[Stored items]
▽
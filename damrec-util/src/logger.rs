//! Logger

// Imports
use {
	std::{
		fs,
		io::{self, IsTerminal},
		path::Path,
		sync::Mutex,
	},
	tracing::metadata::LevelFilter,
	tracing_subscriber::{prelude::*, EnvFilter},
};

/// Messages emitted before the logger is initialized
pub mod pre_init {
	// Imports
	use std::sync::Mutex;

	/// All messages registered so far
	pub(super) static MESSAGES: Mutex<Vec<String>> = Mutex::new(Vec::new());

	/// Registers a debug message to be emitted once the logger is initialized
	pub fn debug(msg: String) {
		let mut messages = MESSAGES.lock().expect("Poisoned");
		messages.push(msg);
	}
}

/// Initializes the logger.
///
/// The stderr layer is controlled by the `RUST_LOG` env variable, while the
/// file layer, if any, is controlled by `RUST_LOG_FILE`.
pub fn init(log_file: Option<&Path>, log_file_append: bool) {
	// Stderr layer
	let stderr_layer = tracing_subscriber::fmt::layer()
		.with_writer(io::stderr)
		.with_ansi(io::stderr().is_terminal())
		.with_filter(env_filter("RUST_LOG"));

	// File layer, if requested
	let file_layer = log_file.and_then(|path| {
		let file = fs::OpenOptions::new()
			.create(true)
			.write(true)
			.append(log_file_append)
			.truncate(!log_file_append)
			.open(path);
		match file {
			Ok(file) => Some(
				tracing_subscriber::fmt::layer()
					.with_writer(Mutex::new(file))
					.with_ansi(false)
					.with_filter(env_filter("RUST_LOG_FILE")),
			),
			Err(err) => {
				pre_init::debug(format!("Unable to create log file {path:?}: {err}"));
				None
			},
		}
	});

	tracing_subscriber::registry()
		.with(stderr_layer)
		.with(file_layer)
		.init();

	// Finally emit all pre-init messages
	let messages = pre_init::MESSAGES.lock().expect("Poisoned");
	for msg in &*messages {
		tracing::debug!("{msg}");
	}
}

/// Returns the filter for the env variable `env`
fn env_filter(env: &str) -> EnvFilter {
	EnvFilter::builder()
		.with_default_directive(LevelFilter::INFO.into())
		.with_env_var(env)
		.from_env_lossy()
}
//! Creates graphs and reports from monitoring records

// Modules
mod args;

// Imports
use {
	anyhow::Context,
	args::Args,
	clap::Parser,
	damrec::{
		formats,
		heatmap::{self, HeatGrid},
		record::Region,
	},
	damrec_util::{logger, units},
	gnuplot::{AxesCommon, Figure, PaletteType, PlotOption},
	palette::{LinSrgb, Mix, Srgb},
};

fn main() -> Result<(), anyhow::Error> {
	// Get arguments
	let args = Args::parse();
	logger::pre_init::debug(format!("Args: {args:?}"));

	// Initialize logging
	logger::init(args.log_file.as_deref(), args.log_file_append);

	// Then check the sub-command
	match args.sub_cmd {
		args::SubCmd::Heatmap(cmd) => self::heatmap(cmd),
		args::SubCmd::Wss(cmd) => self::wss(cmd),
	}
}

/// Renders the `heatmap` sub-command
fn heatmap(cmd: args::Heatmap) -> Result<(), anyhow::Error> {
	// Read the records and pool every snapshot; the grid does not
	// distinguish targets
	let records = formats::decode_file(&cmd.input_file, cmd.format).context("Unable to read records file")?;
	let snapshots = records
		.iter()
		.flat_map(|record| &record.snapshots)
		.cloned()
		.collect::<Vec<_>>();

	// Default the ranges from the data
	let guide = heatmap::guide(&snapshots);
	let time_range = match &cmd.time_range {
		Some(bounds) => self::parse_time_range(bounds)?,
		None => {
			let guide = guide.as_ref().context("No regions to default the time range from")?;
			guide.time_range
		},
	};
	let addr_range = match cmd.addr_range {
		Some(range) => (range.start, range.end),
		None => {
			let extent = guide
				.as_ref()
				.and_then(|guide| guide.addr_extents.first())
				.context("No regions to default the address range from")?;
			(extent.start, extent.end)
		},
	};

	let grid = HeatGrid::from_snapshots(&snapshots, time_range, addr_range, (cmd.resol[0], cmd.resol[1]))
		.context("Unable to render the heat grid")?;
	tracing::debug!(
		time_range = ?grid.time_range(),
		addr_range = ?grid.addr_range(),
		max_heat = grid.max_heat(),
		"Rendered heat grid"
	);

	if cmd.raw {
		for (time, addr, heat) in grid.points() {
			println!("{time} {addr} {heat}");
		}
	} else if cmd.output.interactive || cmd.output.file.is_some() {
		self::plot_heatmap(&grid, cmd.colorset, &cmd.output)?;
	} else {
		self::print_terminal_heatmap(&grid, cmd.colorset);
	}

	Ok(())
}

/// Renders the `wss` sub-command
fn wss(cmd: args::Wss) -> Result<(), anyhow::Error> {
	let records = formats::decode_file(&cmd.input_file, cmd.format).context("Unable to read records file")?;

	// Working-set size of each snapshot
	let mut sizes = records
		.iter()
		.flat_map(|record| &record.snapshots)
		.map(|snapshot| {
			snapshot
				.regions
				.iter()
				.filter(|region| region.nr_accesses.samples.unwrap_or(0) >= cmd.access_thres)
				.map(Region::size)
				.sum::<u64>()
		})
		.collect::<Vec<_>>();
	anyhow::ensure!(!sizes.is_empty(), "No snapshots in the input");
	sizes.sort_unstable();

	let stats = sizes.iter().map(|&size| size as f64).collect::<average::Variance>();
	println!(
		"wss: {} snapshots, mean {} (error {})",
		sizes.len(),
		units::format_sz(stats.mean() as u64),
		units::format_sz(stats.error() as u64),
	);

	if cmd.output.interactive || cmd.output.file.is_some() {
		let mut figure = Figure::new();
		figure
			.axes2d()
			.set_x_label("Percentile", &[])
			.set_y_label("Working set size (MiB)", &[])
			.lines(
				(0..sizes.len()).map(|idx| 100.0 * idx as f64 / (sizes.len() - 1).max(1) as f64),
				sizes.iter().map(|&size| size as f64 / f64::from(1 << 20)),
				&[PlotOption::Caption("wss")],
			);
		self::render(figure, &cmd.output)?;
	} else {
		for pct in [0_usize, 25, 50, 75, 100] {
			let idx = pct * (sizes.len() - 1) / 100;
			println!("{pct:3} % {}", units::format_sz(sizes[idx]));
		}
	}

	Ok(())
}

/// Prints `grid` as colored cells on an ANSI terminal
fn print_terminal_heatmap(grid: &HeatGrid, colorset: args::Colorset) {
	const NR_LEVELS: usize = 9;

	let colors = self::color_ramp(colorset, NR_LEVELS);
	let levels = grid.quantized_levels(NR_LEVELS);
	let (time_cells, space_cells) = grid.resol();

	for row in 0..time_cells {
		for cell in 0..space_cells {
			let level = levels[row * space_cells + cell];
			let (red, green, blue) = Srgb::<u8>::from_linear(colors[level]).into_components();
			print!("\x1b[48;2;{red};{green};{blue}m{level}");
		}
		println!("\x1b[0m");
	}

	let (addr_min, addr_max) = grid.addr_range();
	println!(
		"address {addr_min:#x}..{addr_max:#x}, {} per column, {} per row, hottest {:.2}",
		units::format_sz(grid.space_unit()),
		units::format_time_ns(grid.time_unit()),
		grid.max_heat(),
	);
}

/// Plots `grid` through gnuplot
fn plot_heatmap(grid: &HeatGrid, colorset: args::Colorset, output: &args::Output) -> Result<(), anyhow::Error> {
	let (time_cells, space_cells) = grid.resol();
	let (time_min, time_max) = grid.time_range();
	let (addr_min, addr_max) = grid.addr_range();

	let palette = match colorset {
		args::Colorset::Gray => PaletteType::Gray(1.0),
		args::Colorset::Flame => PaletteType::Formula(7, 5, 15),
		args::Colorset::Emotion => PaletteType::Formula(33, 13, 10),
	};

	let mut figure = Figure::new();
	figure
		.axes2d()
		.set_x_label("Address", &[])
		.set_y_label("Time (s)", &[])
		.set_palette(palette)
		.image(
			grid.pixels().map(|pixel| pixel.heat),
			time_cells,
			space_cells,
			Some((
				addr_min as f64,
				time_min as f64 / 1e9,
				addr_max as f64,
				time_max as f64 / 1e9,
			)),
			&[],
		);

	self::render(figure, output)
}

/// Renders `figure` to the output file, or interactively
fn render(mut figure: Figure, output: &args::Output) -> Result<(), anyhow::Error> {
	match &output.file {
		Some(file) => figure
			.save_to_png(file, output.width, output.height)
			.map_err(|err| anyhow::anyhow!("Unable to save output file: {err:?}"))?,
		None => {
			figure
				.show()
				.map_err(|err| anyhow::anyhow!("Unable to show figure: {err:?}"))?;
		},
	}

	Ok(())
}

/// Returns `nr_levels` colors interpolated across `colorset`'s stops
fn color_ramp(colorset: args::Colorset, nr_levels: usize) -> Vec<LinSrgb> {
	let stops: &[LinSrgb] = match colorset {
		args::Colorset::Gray => &[LinSrgb::new(0.0, 0.0, 0.0), LinSrgb::new(1.0, 1.0, 1.0)],
		args::Colorset::Flame => &[
			LinSrgb::new(0.0, 0.0, 0.0),
			LinSrgb::new(1.0, 0.0, 0.0),
			LinSrgb::new(1.0, 1.0, 0.0),
			LinSrgb::new(1.0, 1.0, 1.0),
		],
		args::Colorset::Emotion => &[
			LinSrgb::new(0.0, 0.0, 1.0),
			LinSrgb::new(0.5, 0.0, 0.5),
			LinSrgb::new(1.0, 0.0, 0.0),
			LinSrgb::new(1.0, 1.0, 0.0),
		],
	};

	(0..nr_levels)
		.map(|level| {
			let pos = level as f32 / (nr_levels - 1).max(1) as f32 * (stops.len() - 1) as f32;
			let idx = (pos.floor() as usize).min(stops.len() - 2);
			stops[idx].mix(stops[idx + 1], pos - idx as f32)
		})
		.collect()
}

/// Parses a `START END` time range pair
fn parse_time_range(bounds: &[String]) -> Result<(i64, i64), anyhow::Error> {
	let parse = |text: &str| {
		let ns = units::parse_time_ns(text)?;
		i64::try_from(ns).context("Time is out of range")
	};
	match bounds {
		[start, end] => Ok((parse(start)?, parse(end)?)),
		_ => anyhow::bail!("Expected 2 values, found {}", bounds.len()),
	}
}
//! Arguments

// Imports
use {
	damrec::{
		formats::FileFormat,
		record::{AddrRange, Intervals},
	},
	damrec_util::units,
	std::path::PathBuf,
};

/// Arguments
#[derive(Debug)]
#[derive(clap::Parser)]
pub struct Args {
	/// Log file
	///
	/// Specifies a file to perform verbose logging to.
	/// You can use `RUST_LOG_FILE` to set filtering options
	#[clap(long = "log-file")]
	pub log_file: Option<PathBuf>,

	/// Whether to append to the log file
	#[clap(long = "log-file-append")]
	pub log_file_append: bool,

	/// Records file
	pub input_file: PathBuf,

	/// Input file format, sniffed when omitted
	#[clap(long = "format")]
	pub format: Option<FileFormat>,

	/// Monitoring intervals, as `<sample>,<aggr>,<update>` times.
	///
	/// Overrides the recorded intervals, for files that carry none
	#[clap(long = "intervals", value_parser = parse_intervals)]
	pub intervals: Option<Intervals>,

	/// Only keep regions within this address range (repeatable)
	#[clap(long = "address")]
	pub address: Vec<AddrRange>,

	/// Only keep regions of a size within these bounds
	#[clap(long = "sz-region", num_args = 2, value_names = ["MIN", "MAX"])]
	pub sz_region: Option<Vec<String>>,

	/// Only keep regions with an access rate within these bounds
	#[clap(long = "access-rate", num_args = 2, value_names = ["MIN", "MAX"])]
	pub access_rate: Option<Vec<String>>,

	/// Only keep regions with an age within these bounds
	#[clap(long = "age", num_args = 2, value_names = ["MIN", "MAX"])]
	pub age: Option<Vec<String>>,

	/// Aggregate snapshots over windows of this long
	#[clap(
		long = "aggregate-interval",
		value_parser = units::parse_time_ns,
		conflicts_with = "aggregate_count"
	)]
	pub aggregate_interval: Option<u64>,

	/// Aggregate snapshots over windows of this many
	#[clap(long = "aggregate-count")]
	pub aggregate_count: Option<usize>,

	/// Output file
	#[clap(long = "output")]
	pub output_file: Option<PathBuf>,

	/// Output file format
	#[clap(long = "output-format", requires = "output_file")]
	pub output_format: Option<FileFormat>,

	/// Binary format version to write
	#[clap(long = "format-version", default_value_t = 2)]
	pub format_version: i32,

	/// Print each region in the summary
	#[clap(long = "regions", conflicts_with = "output_file")]
	pub regions: bool,
}

/// Parses `--intervals` from `<sample>,<aggr>,<update>` times
fn parse_intervals(s: &str) -> Result<Intervals, units::ParseValueError> {
	let mut parts = s.splitn(3, ',');
	let mut next_time = move || units::parse_time_us(parts.next().unwrap_or(""));
	Ok(Intervals {
		sample_us: next_time()?,
		aggr_us:   next_time()?,
		update_us: next_time()?,
	})
}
△
Among the records above, which lines hold the word "logging"? Copy each one.

_RESULT BELOW_.
	// Initialize logging
	/// Specifies a file to perform verbose logging to.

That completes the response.